Dithering

| September 7, 2014

last convoy out of Iraq

Let be me clear, in no way do I want to advocate for US troops or contractors in Iraq. However, there comes a point of no return when that is the only answer. All of us saw this return to Iraq in our future from the time that our sole strategy in Iraq became withdrawal, when it was clear that this administration wanted to abandon Iraq so the end of our participation in the war could be a bumper sticker slogan for reelection. It was made more clear last January when ISIS/ISIL/Islamic State forces took Fallujah with barely a shot fired.

This administration promised support for the Iraqi government to help them defeat the Islamic State. No one was more surprised than me that the promised aid had not even left for Iraq when the Islamic State cut a wide swath across northern Iraq pointed at Baghdad in June. And, so here we are, three months after that eye-opener and the Obama Administration is still dithering.

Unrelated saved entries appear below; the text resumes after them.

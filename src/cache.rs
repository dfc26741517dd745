// LFProc - Low-frequency windowed processing for sensor archives
// Copyright (c) 2025 David Martin Venti
//
// Dual-licensed under AGPL-3.0 and Commercial License.
// See LICENSE file for details.

//! Size-bounded segment cache
//!
//! Keeps recently read source files in memory so that consecutive windows
//! straddling the same file do not read it twice.
//!
//! ```text
//!  entries: source_ref -> (series, tick)
//!  recency: tick -> source_ref          (oldest first)
//!
//!  load(ref)
//!    hit  -> re-tick (move to newest)
//!    miss -> read, insert newest, evict oldest
//!            while size > limit && len > 1
//! ```

use std::collections::{BTreeMap, HashMap};

use crate::catalog::SourceRef;
use crate::error::{LfprocError, ReaderError, Result};
use crate::reader::SegmentReader;
use crate::series::TimeSeries;
use crate::time::Timestamp;

/// Bytes per gigabyte used for cache budgets
pub const BYTES_PER_GB: f64 = 1e9;

/// Default cache budget (1 GB)
pub const DEFAULT_CACHE_LIMIT_BYTES: usize = 1_000_000_000;

/// Cache activity counters
#[derive(Debug, Clone, Copy, Default, PartialEq, Eq)]
pub struct CacheStats {
    pub hits: u64,
    pub misses: u64,
    pub evictions: u64,
}

impl CacheStats {
    /// Fraction of loads served from memory
    pub fn hit_ratio(&self) -> f64 {
        let total = self.hits + self.misses;
        if total == 0 {
            0.0
        } else {
            self.hits as f64 / total as f64
        }
    }
}

struct Slot {
    series: TimeSeries,
    tick: u64,
}

/// LRU cache of whole source files
pub struct SegmentCache {
    reader: Box<dyn SegmentReader>,
    entries: HashMap<SourceRef, Slot>,
    recency: BTreeMap<u64, SourceRef>,
    next_tick: u64,
    total_bytes: usize,
    limit_bytes: usize,
    stats: CacheStats,
}

impl SegmentCache {
    /// Create an empty cache with the default budget
    pub fn new(reader: Box<dyn SegmentReader>) -> Self {
        Self {
            reader,
            entries: HashMap::new(),
            recency: BTreeMap::new(),
            next_tick: 0,
            total_bytes: 0,
            limit_bytes: DEFAULT_CACHE_LIMIT_BYTES,
            stats: CacheStats::default(),
        }
    }

    /// Set the budget in bytes.
    ///
    /// Shrinking does not evict immediately; the next miss does.
    pub fn set_limit_bytes(&mut self, bytes: usize) {
        self.limit_bytes = bytes;
    }

    /// Set the budget in gigabytes (1e9 bytes)
    pub fn set_limit_gb(&mut self, gb: f64) {
        self.limit_bytes = (gb.max(0.0) * BYTES_PER_GB) as usize;
    }

    pub fn limit_bytes(&self) -> usize {
        self.limit_bytes
    }

    /// Sum of payload bytes of every cached series
    pub fn estimated_size(&self) -> usize {
        self.total_bytes
    }

    pub fn len(&self) -> usize {
        self.entries.len()
    }

    pub fn is_empty(&self) -> bool {
        self.entries.is_empty()
    }

    pub fn contains(&self, source_ref: &str) -> bool {
        self.entries.contains_key(source_ref)
    }

    pub fn stats(&self) -> CacheStats {
        self.stats
    }

    /// Cached references, least recently used first
    pub fn recency_order(&self) -> Vec<&str> {
        self.recency.values().map(String::as_str).collect()
    }

    /// Drop every cached series
    pub fn clear(&mut self) {
        self.entries.clear();
        self.recency.clear();
        self.total_bytes = 0;
    }

    /// Whether the underlying reader serves partial ranges
    pub fn supports_partial_reading(&self) -> bool {
        self.reader.supports_partial_reading()
    }

    /// Partial read straight from the reader, bypassing the cache
    pub fn read_range(
        &mut self,
        source_ref: &str,
        start: Timestamp,
        end: Timestamp,
    ) -> Result<Option<TimeSeries>> {
        self.reader
            .read_range(source_ref, start, end)
            .map_err(|e: ReaderError| LfprocError::reader(source_ref, e))
    }

    /// Series for `source_ref`, read on a miss
    pub fn load(&mut self, source_ref: &str) -> Result<&TimeSeries> {
        let tick = self.bump_tick();
        if let Some(slot) = self.entries.get_mut(source_ref) {
            self.recency.remove(&slot.tick);
            slot.tick = tick;
            self.recency.insert(tick, source_ref.to_string());
            self.stats.hits += 1;
            log::debug!("cache hit: {source_ref}");
        } else {
            self.stats.misses += 1;
            log::debug!("cache miss: {source_ref}");
            let series = self
                .reader
                .read(source_ref)
                .map_err(|e| LfprocError::reader(source_ref, e))?;
            self.total_bytes += series.payload_bytes();
            self.recency.insert(tick, source_ref.to_string());
            self.entries
                .insert(source_ref.to_string(), Slot { series, tick });
            self.evict()?;
        }

        self.entries
            .get(source_ref)
            .map(|slot| &slot.series)
            .ok_or_else(|| {
                LfprocError::CacheInvariant(format!("'{source_ref}' missing right after load"))
            })
    }

    fn bump_tick(&mut self) -> u64 {
        let tick = self.next_tick;
        self.next_tick += 1;
        tick
    }

    fn evict(&mut self) -> Result<()> {
        while self.total_bytes > self.limit_bytes && self.entries.len() > 1 {
            let Some((_, oldest)) = self.recency.pop_first() else {
                break;
            };
            if let Some(slot) = self.entries.remove(&oldest) {
                self.total_bytes -= slot.series.payload_bytes();
                self.stats.evictions += 1;
                log::debug!("cache evict: {oldest}");
            }
        }

        debug_assert_eq!(
            self.total_bytes,
            self.entries
                .values()
                .map(|s| s.series.payload_bytes())
                .sum::<usize>()
        );
        if self.recency.len() != self.entries.len()
            || (self.total_bytes > self.limit_bytes && self.entries.len() > 1)
        {
            return Err(LfprocError::CacheInvariant(format!(
                "{} entries, {} recency slots, {} of {} bytes",
                self.entries.len(),
                self.recency.len(),
                self.total_bytes,
                self.limit_bytes
            )));
        }
        Ok(())
    }
}

impl std::fmt::Debug for SegmentCache {
    fn fmt(&self, f: &mut std::fmt::Formatter<'_>) -> std::fmt::Result {
        f.debug_struct("SegmentCache")
            .field("entries", &self.entries.len())
            .field("total_bytes", &self.total_bytes)
            .field("limit_bytes", &self.limit_bytes)
            .field("stats", &self.stats)
            .finish()
    }
}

The Obama White House talks out of both sides of their collective mouth – one official will tell us that IS is the most dangerous threat to the US since September 11th, 2001, across the Potomac River, another will tell us that it is no threat to Americans.

Today the President told the few viewers remaining on “Meet the Press” that he will have a major policy speech on IS come Wednesday, according to Yahoo News;

“Our goal should not be to think that we can occupy every country where there’s a terrorist organization,” Obama continued. “Our goal has to be to partner more effectively with governments that are committed to pushing back against the kind of extremism that [IS] represents.”

Obama said he is planning to outline the U.S. strategy on IS — also known as ISIS and ISIL — in an address to the nation on Wednesday, a day before the 13th anniversary of the September 11 attacks.

“This is not going to be an announcement about U.S. ground troops,” Obama said. “What I’m going to be asking the American people to understand is, number one, this is a serious threat. Number two, we have the capacity to deal with it.”

The President says that his plan won’t include US forces on the ground in Iraq, but, the longer this dithering goes on, the less likely it is that US troops won’t be needed.

On ABC’s “This Week,” Texas Republican Sen. Ted Cruz accused Obama of not “taking ISIS seriously,” saying the United States should strongly consider military action against the Islamic extremists.

“What we ought to have is a directed, concerted, overwhelming campaign to take them out,” Cruz said. “The focus should be Iraq, but the real focus should be taking out ISIS. Within Syria, it should not be our objective to try and resolve the civil war.”

There comes a point when we can’t back off from the use of US troops and if we haven’t crossed that point yet, it’s not too far into our future.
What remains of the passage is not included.